Work required - Each line from the one holding "impl VisionProvider for" through the final line of the data below is to be given again exactly, and no other line is to appear.

[Stored entries]
--------------------------------

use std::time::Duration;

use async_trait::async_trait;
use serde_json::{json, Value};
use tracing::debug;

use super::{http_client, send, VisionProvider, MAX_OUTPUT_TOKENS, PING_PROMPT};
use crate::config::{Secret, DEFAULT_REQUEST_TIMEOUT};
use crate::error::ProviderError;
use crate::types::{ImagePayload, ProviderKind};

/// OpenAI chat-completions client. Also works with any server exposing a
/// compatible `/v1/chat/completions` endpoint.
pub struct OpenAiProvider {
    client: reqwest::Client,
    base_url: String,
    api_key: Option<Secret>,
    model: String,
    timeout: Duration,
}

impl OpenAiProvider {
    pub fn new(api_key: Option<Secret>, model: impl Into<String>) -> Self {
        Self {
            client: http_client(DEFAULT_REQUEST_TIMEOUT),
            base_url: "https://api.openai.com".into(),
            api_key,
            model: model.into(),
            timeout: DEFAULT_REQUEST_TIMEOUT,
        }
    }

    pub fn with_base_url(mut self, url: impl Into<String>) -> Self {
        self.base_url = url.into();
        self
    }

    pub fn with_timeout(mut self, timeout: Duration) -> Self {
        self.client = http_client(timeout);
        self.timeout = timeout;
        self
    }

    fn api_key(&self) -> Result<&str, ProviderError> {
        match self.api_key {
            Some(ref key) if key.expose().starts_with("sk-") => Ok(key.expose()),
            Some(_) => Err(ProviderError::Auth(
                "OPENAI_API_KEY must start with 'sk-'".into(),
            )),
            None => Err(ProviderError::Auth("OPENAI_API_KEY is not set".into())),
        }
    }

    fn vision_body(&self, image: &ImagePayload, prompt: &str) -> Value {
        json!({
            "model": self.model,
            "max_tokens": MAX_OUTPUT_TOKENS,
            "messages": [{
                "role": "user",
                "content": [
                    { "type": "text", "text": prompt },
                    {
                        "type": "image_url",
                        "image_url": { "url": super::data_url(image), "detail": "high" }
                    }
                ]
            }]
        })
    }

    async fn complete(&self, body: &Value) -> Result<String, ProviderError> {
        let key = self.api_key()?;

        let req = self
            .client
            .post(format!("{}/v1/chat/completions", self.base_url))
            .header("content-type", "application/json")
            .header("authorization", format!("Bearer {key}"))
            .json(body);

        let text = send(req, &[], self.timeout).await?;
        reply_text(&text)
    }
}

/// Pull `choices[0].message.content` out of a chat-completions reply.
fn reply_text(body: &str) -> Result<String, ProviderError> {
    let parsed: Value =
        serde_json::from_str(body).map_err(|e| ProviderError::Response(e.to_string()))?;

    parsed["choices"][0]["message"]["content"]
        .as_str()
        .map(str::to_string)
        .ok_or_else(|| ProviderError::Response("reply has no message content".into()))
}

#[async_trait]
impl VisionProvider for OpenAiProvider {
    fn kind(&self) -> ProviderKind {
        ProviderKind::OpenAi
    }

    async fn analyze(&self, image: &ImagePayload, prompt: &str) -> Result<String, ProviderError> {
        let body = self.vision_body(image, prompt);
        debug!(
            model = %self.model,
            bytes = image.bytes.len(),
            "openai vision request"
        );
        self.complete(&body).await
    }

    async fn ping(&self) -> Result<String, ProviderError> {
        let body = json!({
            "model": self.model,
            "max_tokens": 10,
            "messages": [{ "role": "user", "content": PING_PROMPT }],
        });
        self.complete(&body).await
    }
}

--------------------------------

Answer box -
impl VisionProvider for OpenAiProvider {
    fn kind(&self) -> ProviderKind {
        ProviderKind::OpenAi
    }

    async fn analyze(&self, image: &ImagePayload, prompt: &str) -> Result<String, ProviderError> {
        let body = self.vision_body(image, prompt);
        debug!(
            model = %self.model,
            bytes = image.bytes.len(),
            "openai vision request"
        );
        self.complete(&body).await
    }

    async fn ping(&self) -> Result<String, ProviderError> {
        let body = json!({
            "model": self.model,
            "max_tokens": 10,
            "messages": [{ "role": "user", "content": PING_PROMPT }],
        });
        self.complete(&body).await
    }
}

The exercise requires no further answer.